*** Supplied entries ***
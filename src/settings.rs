//! 高级设置 (主题与 Google API Key)
//! 保存在本地 JSON 文件中

use anyhow::{Context, Result};
use chrono::{DateTime, Utc};
use serde::{Deserialize, Serialize};
use std::fs;
use std::path::Path;
use tracing::info;

/// 默认主题
pub const DEFAULT_THEME: &str = "orange";

#[derive(Debug, Clone, PartialEq, Serialize, Deserialize)]
#[serde(rename_all = "camelCase")]
pub struct AdvancedSettings {
    #[serde(default)]
    pub theme: String,
    #[serde(default)]
    pub google_api_keys: Vec<String>,
    #[serde(default, skip_serializing_if = "Option::is_none")]
    pub updated_at: Option<DateTime<Utc>>,
}

impl Default for AdvancedSettings {
    fn default() -> Self {
        Self {
            theme: DEFAULT_THEME.to_string(),
            google_api_keys: Vec::new(),
            updated_at: None,
        }
    }
}

impl AdvancedSettings {
    /// 读取设置；文件不存在时使用默认值，Key 列表为空时使用默认 Key
    pub fn load(path: &Path, default_keys: &[String]) -> Result<Self> {
        let mut settings = if path.exists() {
            let data = fs::read_to_string(path)
                .with_context(|| format!("读取设置文件失败 {}", path.display()))?;
            serde_json::from_str::<AdvancedSettings>(&data)
                .with_context(|| format!("解析设置文件失败 {}", path.display()))?
        } else {
            AdvancedSettings::default()
        };

        if settings.theme.trim().is_empty() {
            settings.theme = DEFAULT_THEME.to_string();
        }
        settings.google_api_keys = clean_keys(&settings.google_api_keys);
        if settings.google_api_keys.is_empty() {
            settings.google_api_keys = clean_keys(default_keys);
        }
        Ok(settings)
    }

    /// 保存设置，只写入非空 Key
    pub fn save(&mut self, path: &Path) -> Result<()> {
        self.google_api_keys = clean_keys(&self.google_api_keys);
        self.updated_at = Some(Utc::now());

        if let Some(parent) = path.parent().filter(|p| !p.as_os_str().is_empty()) {
            fs::create_dir_all(parent)
                .with_context(|| format!("创建设置目录失败 {}", parent.display()))?;
        }
        let data = serde_json::to_string_pretty(self)?;
        fs::write(path, data).with_context(|| format!("写入设置文件失败 {}", path.display()))?;

        info!("💾 高级设置已保存: 主题 {}, {} 个 Key", self.theme, self.google_api_keys.len());
        Ok(())
    }
}

/// 去掉首尾空白并丢弃空 Key
pub fn clean_keys(keys: &[String]) -> Vec<String> {
    keys.iter()
        .map(|k| k.trim().to_string())
        .filter(|k| !k.is_empty())
        .collect()
}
*** End of Supplied entries ***
**Action item**: Would it be possible to set down the full listing again, character for character?

**Answer area**:
filename src/settings.rs
//! 高级设置 (主题与 Google API Key)
//! 保存在本地 JSON 文件中

use anyhow::{Context, Result};
use chrono::{DateTime, Utc};
use serde::{Deserialize, Serialize};
use std::fs;
use std::path::Path;
use tracing::info;

/// 默认主题
pub const DEFAULT_THEME: &str = "orange";

#[derive(Debug, Clone, PartialEq, Serialize, Deserialize)]
#[serde(rename_all = "camelCase")]
pub struct AdvancedSettings {
    #[serde(default)]
    pub theme: String,
    #[serde(default)]
    pub google_api_keys: Vec<String>,
    #[serde(default, skip_serializing_if = "Option::is_none")]
    pub updated_at: Option<DateTime<Utc>>,
}

impl Default for AdvancedSettings {
    fn default() -> Self {
        Self {
            theme: DEFAULT_THEME.to_string(),
            google_api_keys: Vec::new(),
            updated_at: None,
        }
    }
}

impl AdvancedSettings {
    /// 读取设置；文件不存在时使用默认值，Key 列表为空时使用默认 Key
    pub fn load(path: &Path, default_keys: &[String]) -> Result<Self> {
        let mut settings = if path.exists() {
            let data = fs::read_to_string(path)
                .with_context(|| format!("读取设置文件失败 {}", path.display()))?;
            serde_json::from_str::<AdvancedSettings>(&data)
                .with_context(|| format!("解析设置文件失败 {}", path.display()))?
        } else {
            AdvancedSettings::default()
        };

        if settings.theme.trim().is_empty() {
            settings.theme = DEFAULT_THEME.to_string();
        }
        settings.google_api_keys = clean_keys(&settings.google_api_keys);
        if settings.google_api_keys.is_empty() {
            settings.google_api_keys = clean_keys(default_keys);
        }
        Ok(settings)
    }

    /// 保存设置，只写入非空 Key
    pub fn save(&mut self, path: &Path) -> Result<()> {
        self.google_api_keys = clean_keys(&self.google_api_keys);
        self.updated_at = Some(Utc::now());

        if let Some(parent) = path.parent().filter(|p| !p.as_os_str().is_empty()) {
            fs::create_dir_all(parent)
                .with_context(|| format!("创建设置目录失败 {}", parent.display()))?;
        }
        let data = serde_json::to_string_pretty(self)?;
        fs::write(path, data).with_context(|| format!("写入设置文件失败 {}", path.display()))?;

        info!("💾 高级设置已保存: 主题 {}, {} 个 Key", self.theme, self.google_api_keys.len());
        Ok(())
    }
}

/// 去掉首尾空白并丢弃空 Key
pub fn clean_keys(keys: &[String]) -> Vec<String> {
    keys.iter()
        .map(|k| k.trim().to_string())
        .filter(|k| !k.is_empty())
        .collect()
}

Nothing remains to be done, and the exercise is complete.